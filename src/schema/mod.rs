//! Schema adaptation
//!
//! Turns raw service JSON from either API generation into normalized,
//! version-independent records.
//!
//! # Overview
//!
//! Adaptation runs in two stages:
//! 1. Completion on the raw object: keys one generation omits are derived
//!    from the keys it does send (`hasFile` from `episodeFile`, `protocol`
//!    from the download client). Existing keys are never overwritten.
//! 2. Conversion through serde into `Episode`, `Movie` or `QueueItem`.
//!    Unknown keys are dropped; a record missing a required field fails on
//!    its own.

mod adapter;
mod records;

pub use adapter::{adapt, adapt_all, guess_protocol, records_from_body, Normalize};
pub use records::{
    sxe, Episode, EpisodeRef, Movie, MovieRef, Protocol, Quality, QualityModel, QueueItem,
    QueueMedia, SeriesRef,
};

#[cfg(test)]
mod tests;
//! CLI runner - executes commands

use crate::cli::commands::{Cli, Commands, OutputFormat};
use crate::client::ClientContext;
use crate::config::Config;
use crate::engine::Poller;
use crate::error::Result;
use crate::http::{HttpClient, HttpClientConfig};
use crate::output::build_writer;
use crate::types::{OptionStringExt, ServiceType};
use crate::version::{VersionCache, VersionResolver};
use serde_json::{json, Value};
use tracing::info;

/// CLI runner
pub struct Runner {
    cli: Cli,
}

impl Runner {
    /// Create a new runner
    pub fn new(cli: Cli) -> Self {
        Self { cli }
    }

    /// Run the CLI command
    pub async fn run(&self) -> Result<()> {
        match &self.cli.command {
            Commands::Run => self.run_scheduled().await,
            Commands::Once { dry_run } => self.once(*dry_run).await,
            Commands::Detect => self.detect().await,
            Commands::Validate => self.validate(),
        }
    }

    fn load_config(&self) -> Result<Config> {
        Config::from_file(&self.cli.config)
    }

    fn resolver(config: &Config) -> VersionResolver {
        VersionResolver::new(VersionCache::new())
            .with_prefix(config.override_prefix.clone().none_if_empty())
    }

    fn context(config: &Config, dry_run: bool) -> Result<ClientContext> {
        Ok(ClientContext::new(
            Self::resolver(config),
            build_writer(config, dry_run)?,
            config.http.clone(),
        ))
    }

    /// Scheduled polling
    async fn run_scheduled(&self) -> Result<()> {
        let config = self.load_config()?;
        let ctx = Self::context(&config, false)?;
        let poller = Poller::connect(&config, &ctx).await?;
        info!("Polling {} operations, press Ctrl-C to stop", poller.job_ids().len());
        poller.run().await
    }

    /// Single poll cycle
    async fn once(&self, dry_run: bool) -> Result<()> {
        let config = self.load_config()?;
        let ctx = Self::context(&config, dry_run)?;
        let poller = Poller::connect(&config, &ctx).await?;
        let stats = poller.run_once().await;

        // Dry runs print points on stdout; keep the report off it
        let report = json!({
            "type": "STATS",
            "stats": {
                "succeeded": stats.succeeded,
                "failed": stats.failed,
                "points_written": stats.points_written,
                "duration_ms": stats.duration_ms
            }
        });
        if dry_run {
            info!("{}", report);
        } else {
            self.output_message(&report);
        }
        Ok(())
    }

    /// Resolve and report every server's API version
    async fn detect(&self) -> Result<()> {
        let config = self.load_config()?;
        let resolver = Self::resolver(&config);

        for service in [ServiceType::Sonarr, ServiceType::Radarr] {
            for server in config.servers(service) {
                let client =
                    HttpClient::with_config(HttpClientConfig::for_server(server, &config.http))?;
                let version = resolver.resolve(service, server, &client).await;
                self.output_message(&json!({
                    "type": "VERSION",
                    "service": service.as_str(),
                    "server": server.id,
                    "url": server.base_url(),
                    "api_version": version.map(|v| v.as_str()),
                }));
            }
        }

        Ok(())
    }

    /// Validate the configuration file
    fn validate(&self) -> Result<()> {
        let config = self.load_config()?;

        self.output_message(&json!({
            "type": "LOG",
            "log": {
                "level": "INFO",
                "message": format!(
                    "Configuration '{}' is valid with {} Sonarr and {} Radarr servers",
                    self.cli.config.display(),
                    config.sonarr.len(),
                    config.radarr.len()
                )
            }
        }));

        Ok(())
    }

    fn output_message(&self, msg: &Value) {
        match self.cli.format {
            OutputFormat::Json => {
                println!("{}", serde_json::to_string(msg).unwrap_or_default());
            }
            OutputFormat::Pretty => {
                println!("{}", serde_json::to_string_pretty(msg).unwrap_or_default());
            }
        }
    }
}
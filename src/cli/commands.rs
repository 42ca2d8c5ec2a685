//! CLI commands and argument parsing

use clap::{Parser, Subcommand};
use std::path::PathBuf;

/// Version-aware Sonarr/Radarr poller
#[derive(Parser, Debug)]
#[command(name = "arrpoll")]
#[command(author, version, about, long_about = None)]
pub struct Cli {
    /// Configuration file (YAML)
    #[arg(short, long, global = true, default_value = "arrpoll.yaml")]
    pub config: PathBuf,

    /// Output format for command reports
    #[arg(short, long, global = true, default_value = "json")]
    pub format: OutputFormat,

    /// Verbose output
    #[arg(short, long, global = true)]
    pub verbose: bool,

    #[command(subcommand)]
    pub command: Commands,
}

/// CLI subcommands
#[derive(Subcommand, Debug)]
pub enum Commands {
    /// Poll every enabled operation on its interval until Ctrl-C
    Run,

    /// Run every enabled operation once
    Once {
        /// Print points as JSON lines instead of writing them
        #[arg(long)]
        dry_run: bool,
    },

    /// Resolve and print the API version of every configured server
    Detect,

    /// Load and validate the configuration
    Validate,
}

/// Output format
#[derive(Debug, Clone, Copy, PartialEq, Eq, clap::ValueEnum)]
pub enum OutputFormat {
    /// JSON output (one message per line)
    Json,
    /// Indented JSON
    Pretty,
}
//! Page accumulation over a transport

use super::types::{NextPage, PageEnvelope, PaginationState};
use crate::error::{Error, Result};
use crate::http::{RequestConfig, Transport};
use crate::types::Method;
use serde_json::Value;
use tracing::debug;

/// Accumulates every page of a paged endpoint into one record list
pub struct PageReconciler<'a> {
    transport: &'a dyn Transport,
}

impl<'a> PageReconciler<'a> {
    /// Create a reconciler over a transport
    pub fn new(transport: &'a dyn Transport) -> Self {
        Self { transport }
    }

    /// Fetch all pages of `endpoint`.
    ///
    /// `extra_params` are sent with every page alongside `page` and
    /// `pageSize`. Any failed, malformed or premature empty page fails the
    /// whole collection.
    pub async fn collect(
        &self,
        endpoint: &str,
        page_size: u32,
        extra_params: &[(&str, &str)],
    ) -> Result<Vec<Value>> {
        let page_size = page_size.max(1);
        let mut state = PaginationState::new();
        let mut records = Vec::new();

        loop {
            let page = state.page;
            let config = RequestConfig::new()
                .queries(extra_params.iter().copied())
                .query("page", page)
                .query("pageSize", page_size);

            let body = self
                .transport
                .fetch(Method::GET, endpoint, config)
                .await
                .map_err(|e| Error::pagination(endpoint, page, e.to_string()))?;
            let envelope: PageEnvelope = serde_json::from_value(body)
                .map_err(|e| Error::pagination(endpoint, page, format!("malformed page: {e}")))?;

            debug!(
                "{} page {}: {} records ({} of {} total)",
                endpoint,
                page,
                envelope.records.len(),
                state.total_fetched + envelope.records.len() as u64,
                envelope.total_records
            );

            let count = envelope.records.len();
            records.extend(envelope.records);

            if let NextPage::Done = state.advance(count, envelope.total_records) {
                break;
            }
        }

        if state.is_short() {
            return Err(Error::pagination(
                endpoint,
                state.page,
                format!(
                    "empty page before totalRecords reached ({} of {})",
                    state.total_fetched,
                    state.total_records.unwrap_or_default()
                ),
            ));
        }

        Ok(records)
    }
}

impl std::fmt::Debug for PageReconciler<'_> {
    fn fmt(&self, f: &mut std::fmt::Formatter<'_>) -> std::fmt::Result {
        f.debug_struct("PageReconciler").finish_non_exhaustive()
    }
}
//! Sonarr point layout

use super::hash::identity_hash;
use super::point::Point;
use crate::schema::{sxe, Episode, QueueItem, QueueMedia};
use crate::types::{ApiVersion, ServiceType};
use chrono::{DateTime, Utc};
use std::fmt;
use tracing::debug;

/// Sonarr poll category, emitted as the `type` tag
#[derive(Debug, Clone, Copy, PartialEq, Eq)]
pub enum EpisodeCategory {
    Missing,
    Future,
}

impl EpisodeCategory {
    pub fn as_str(&self) -> &'static str {
        match self {
            Self::Missing => "Missing",
            Self::Future => "Future",
        }
    }
}

impl fmt::Display for EpisodeCategory {
    fn fmt(&self, f: &mut fmt::Formatter<'_>) -> fmt::Result {
        f.write_str(self.as_str())
    }
}

/// Map calendar or wanted episodes to points
pub fn sonarr_episode_points(
    episodes: &[Episode],
    server_id: u32,
    category: EpisodeCategory,
    version: ApiVersion,
    time: DateTime<Utc>,
) -> Vec<Point> {
    episodes
        .iter()
        .map(|episode| {
            let sxe = episode.sxe();
            let hash = identity_hash(server_id, &episode.series.title, &sxe);
            Point::new(ServiceType::Sonarr.measurement(), time)
                .tag("type", category.as_str())
                .tag("sonarrId", episode.id)
                .tag("server", server_id)
                .tag("name", &episode.series.title)
                .tag("epname", &episode.title)
                .tag("sxe", sxe)
                .tag_opt("airsUTC", episode.air_date_utc.as_deref())
                .tag("downloaded", i64::from(episode.has_file))
                .tag("api_version", version.as_str())
                .field("hash", hash)
        })
        .collect()
}

/// Map queue entries to points; entries without an episode are skipped
pub fn sonarr_queue_points(
    items: &[QueueItem],
    server_id: u32,
    version: ApiVersion,
    time: DateTime<Utc>,
) -> Vec<Point> {
    items
        .iter()
        .filter_map(|item| {
            let Some(QueueMedia::Episode { series, episode }) = item.media() else {
                debug!("Skipping Sonarr queue item {} without episode", item.id);
                return None;
            };
            let sxe = sxe(episode.season_number, episode.episode_number);
            let quality = item.quality_name();
            let hash = identity_hash(server_id, &format!("{} {sxe}", series.title), quality);
            Some(
                Point::new(ServiceType::Sonarr.measurement(), time)
                    .tag("type", "Queue")
                    .tag("sonarrId", item.id)
                    .tag("server", server_id)
                    .tag("name", series.title)
                    .tag("epname", episode.title)
                    .tag("sxe", sxe)
                    .tag("protocol", item.protocol.as_str().to_uppercase())
                    .tag("protocol_id", item.protocol.id())
                    .tag("quality", quality)
                    .tag("api_version", version.as_str())
                    .field("hash", hash),
            )
        })
        .collect()
}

§ What the exercise asks:
Return every line of the listing above where "Method" appears.

§ Solution to the exercise:
use crate::types::Method;
                .fetch(Method::GET, endpoint, config)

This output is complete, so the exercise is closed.